Would you restate word for word the lines of the listing, beginning at the first and ending with the line that holds "so in-flight batches"?
Content starts
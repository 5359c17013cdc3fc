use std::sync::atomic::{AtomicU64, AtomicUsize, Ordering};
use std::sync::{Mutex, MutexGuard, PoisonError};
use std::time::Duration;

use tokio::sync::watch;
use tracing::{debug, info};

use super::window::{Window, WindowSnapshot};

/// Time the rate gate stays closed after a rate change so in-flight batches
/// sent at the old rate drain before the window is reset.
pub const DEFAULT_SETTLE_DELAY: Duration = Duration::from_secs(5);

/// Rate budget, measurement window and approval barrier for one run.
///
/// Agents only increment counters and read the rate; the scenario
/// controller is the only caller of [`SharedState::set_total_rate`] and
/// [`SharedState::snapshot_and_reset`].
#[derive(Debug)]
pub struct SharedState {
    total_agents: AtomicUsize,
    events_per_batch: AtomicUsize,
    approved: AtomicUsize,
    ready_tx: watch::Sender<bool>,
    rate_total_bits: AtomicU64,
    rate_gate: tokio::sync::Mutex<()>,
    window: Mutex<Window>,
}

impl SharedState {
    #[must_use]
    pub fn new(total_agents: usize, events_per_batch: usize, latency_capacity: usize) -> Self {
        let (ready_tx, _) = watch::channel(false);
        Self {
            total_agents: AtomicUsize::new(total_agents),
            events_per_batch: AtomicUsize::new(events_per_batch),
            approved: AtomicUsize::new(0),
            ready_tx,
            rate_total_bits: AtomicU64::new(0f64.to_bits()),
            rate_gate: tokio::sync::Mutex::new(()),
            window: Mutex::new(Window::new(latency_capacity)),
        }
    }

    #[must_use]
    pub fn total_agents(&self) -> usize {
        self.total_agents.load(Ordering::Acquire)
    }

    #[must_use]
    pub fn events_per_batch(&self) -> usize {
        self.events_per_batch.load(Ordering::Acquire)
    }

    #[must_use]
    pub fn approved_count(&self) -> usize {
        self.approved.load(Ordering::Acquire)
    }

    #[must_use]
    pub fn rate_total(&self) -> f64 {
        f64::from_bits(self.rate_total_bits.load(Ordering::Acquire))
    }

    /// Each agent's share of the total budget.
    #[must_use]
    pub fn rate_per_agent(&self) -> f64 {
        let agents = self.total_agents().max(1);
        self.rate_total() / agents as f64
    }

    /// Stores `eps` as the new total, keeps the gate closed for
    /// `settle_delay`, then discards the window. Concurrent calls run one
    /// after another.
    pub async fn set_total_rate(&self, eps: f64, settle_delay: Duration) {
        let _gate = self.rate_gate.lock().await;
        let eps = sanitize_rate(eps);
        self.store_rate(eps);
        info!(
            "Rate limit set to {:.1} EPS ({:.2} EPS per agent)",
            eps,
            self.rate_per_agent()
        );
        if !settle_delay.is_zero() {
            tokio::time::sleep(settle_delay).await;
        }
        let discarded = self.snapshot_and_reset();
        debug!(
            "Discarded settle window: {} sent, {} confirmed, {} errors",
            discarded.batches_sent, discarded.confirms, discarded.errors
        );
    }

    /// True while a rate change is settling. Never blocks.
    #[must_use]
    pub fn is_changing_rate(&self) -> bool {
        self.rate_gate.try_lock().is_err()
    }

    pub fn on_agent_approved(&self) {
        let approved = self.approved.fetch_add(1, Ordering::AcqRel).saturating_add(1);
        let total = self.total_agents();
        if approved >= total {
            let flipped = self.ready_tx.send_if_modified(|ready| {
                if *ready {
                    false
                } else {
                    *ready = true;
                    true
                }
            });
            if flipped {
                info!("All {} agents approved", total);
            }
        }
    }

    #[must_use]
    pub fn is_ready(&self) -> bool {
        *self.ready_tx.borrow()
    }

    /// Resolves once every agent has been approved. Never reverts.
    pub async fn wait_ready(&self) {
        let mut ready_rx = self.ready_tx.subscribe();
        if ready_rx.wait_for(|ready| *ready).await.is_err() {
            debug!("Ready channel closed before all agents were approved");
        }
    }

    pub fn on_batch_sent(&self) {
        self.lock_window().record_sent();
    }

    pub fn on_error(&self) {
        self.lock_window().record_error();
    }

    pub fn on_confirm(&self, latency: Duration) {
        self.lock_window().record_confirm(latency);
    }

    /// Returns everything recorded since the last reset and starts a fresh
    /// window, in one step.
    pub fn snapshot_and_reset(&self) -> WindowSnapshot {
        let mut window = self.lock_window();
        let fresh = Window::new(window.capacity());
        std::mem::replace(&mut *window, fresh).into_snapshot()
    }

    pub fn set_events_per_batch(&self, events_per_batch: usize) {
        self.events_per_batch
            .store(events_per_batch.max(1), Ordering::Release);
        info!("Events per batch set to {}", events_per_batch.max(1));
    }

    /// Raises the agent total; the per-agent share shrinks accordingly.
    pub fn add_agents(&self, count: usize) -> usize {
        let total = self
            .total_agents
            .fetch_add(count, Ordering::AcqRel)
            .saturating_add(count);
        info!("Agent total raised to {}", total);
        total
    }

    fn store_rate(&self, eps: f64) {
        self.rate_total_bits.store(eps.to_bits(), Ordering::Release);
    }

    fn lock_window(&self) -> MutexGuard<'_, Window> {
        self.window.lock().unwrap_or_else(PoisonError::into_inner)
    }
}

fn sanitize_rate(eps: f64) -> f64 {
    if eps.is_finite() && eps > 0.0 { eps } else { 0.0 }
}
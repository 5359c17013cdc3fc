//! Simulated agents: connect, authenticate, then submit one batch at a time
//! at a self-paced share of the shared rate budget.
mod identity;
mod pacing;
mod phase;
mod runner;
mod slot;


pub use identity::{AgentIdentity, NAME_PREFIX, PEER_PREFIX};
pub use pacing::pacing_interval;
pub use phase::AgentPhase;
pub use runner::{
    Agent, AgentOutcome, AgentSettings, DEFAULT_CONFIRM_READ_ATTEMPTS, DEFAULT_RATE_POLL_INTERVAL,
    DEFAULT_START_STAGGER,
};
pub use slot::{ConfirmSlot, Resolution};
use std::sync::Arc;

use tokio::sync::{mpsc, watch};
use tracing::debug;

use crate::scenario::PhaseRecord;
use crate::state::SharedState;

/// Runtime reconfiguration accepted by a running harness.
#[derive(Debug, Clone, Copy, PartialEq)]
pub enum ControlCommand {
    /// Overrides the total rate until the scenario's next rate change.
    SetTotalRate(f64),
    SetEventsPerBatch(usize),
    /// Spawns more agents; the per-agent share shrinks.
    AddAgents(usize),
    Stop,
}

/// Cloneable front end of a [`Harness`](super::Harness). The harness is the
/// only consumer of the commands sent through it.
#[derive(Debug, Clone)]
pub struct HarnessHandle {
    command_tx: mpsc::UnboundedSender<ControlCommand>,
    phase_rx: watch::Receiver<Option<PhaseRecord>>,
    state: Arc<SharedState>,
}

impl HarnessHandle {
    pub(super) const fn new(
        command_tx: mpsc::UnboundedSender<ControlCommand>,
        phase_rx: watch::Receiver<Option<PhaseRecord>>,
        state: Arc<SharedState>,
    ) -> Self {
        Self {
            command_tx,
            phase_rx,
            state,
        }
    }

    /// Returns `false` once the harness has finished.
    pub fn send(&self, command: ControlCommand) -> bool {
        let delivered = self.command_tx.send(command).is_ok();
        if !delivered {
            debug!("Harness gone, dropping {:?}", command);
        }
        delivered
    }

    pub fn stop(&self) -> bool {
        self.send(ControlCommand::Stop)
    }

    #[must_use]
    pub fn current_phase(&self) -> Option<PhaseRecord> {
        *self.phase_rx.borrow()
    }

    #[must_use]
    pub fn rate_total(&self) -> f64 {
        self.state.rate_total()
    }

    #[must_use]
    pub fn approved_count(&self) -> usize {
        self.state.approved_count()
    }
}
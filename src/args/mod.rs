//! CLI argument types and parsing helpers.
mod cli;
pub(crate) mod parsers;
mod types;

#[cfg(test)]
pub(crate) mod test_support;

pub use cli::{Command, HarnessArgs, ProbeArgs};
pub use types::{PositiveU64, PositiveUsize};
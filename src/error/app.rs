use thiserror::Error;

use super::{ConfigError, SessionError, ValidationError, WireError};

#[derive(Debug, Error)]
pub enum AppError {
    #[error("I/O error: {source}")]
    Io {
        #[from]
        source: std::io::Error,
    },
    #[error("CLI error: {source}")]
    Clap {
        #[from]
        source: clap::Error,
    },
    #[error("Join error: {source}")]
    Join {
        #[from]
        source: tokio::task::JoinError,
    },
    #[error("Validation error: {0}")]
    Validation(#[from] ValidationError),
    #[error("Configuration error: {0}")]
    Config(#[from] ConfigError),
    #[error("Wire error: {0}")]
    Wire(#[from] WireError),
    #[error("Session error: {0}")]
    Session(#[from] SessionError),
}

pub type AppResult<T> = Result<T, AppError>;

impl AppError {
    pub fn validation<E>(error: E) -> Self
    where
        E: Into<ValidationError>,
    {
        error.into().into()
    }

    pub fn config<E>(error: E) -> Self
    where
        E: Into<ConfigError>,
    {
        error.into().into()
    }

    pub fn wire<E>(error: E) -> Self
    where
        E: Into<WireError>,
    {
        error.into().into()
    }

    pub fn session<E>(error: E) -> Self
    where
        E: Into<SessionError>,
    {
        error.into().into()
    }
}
Content ends
Answer to the problem
repository 5359c17013cdc3fc
use std::sync::atomic::{AtomicU64, AtomicUsize, Ordering};
use std::sync::{Mutex, MutexGuard, PoisonError};
use std::time::Duration;

use tokio::sync::watch;
use tracing::{debug, info};

use super::window::{Window, WindowSnapshot};

/// Time the rate gate stays closed after a rate change so in-flight batches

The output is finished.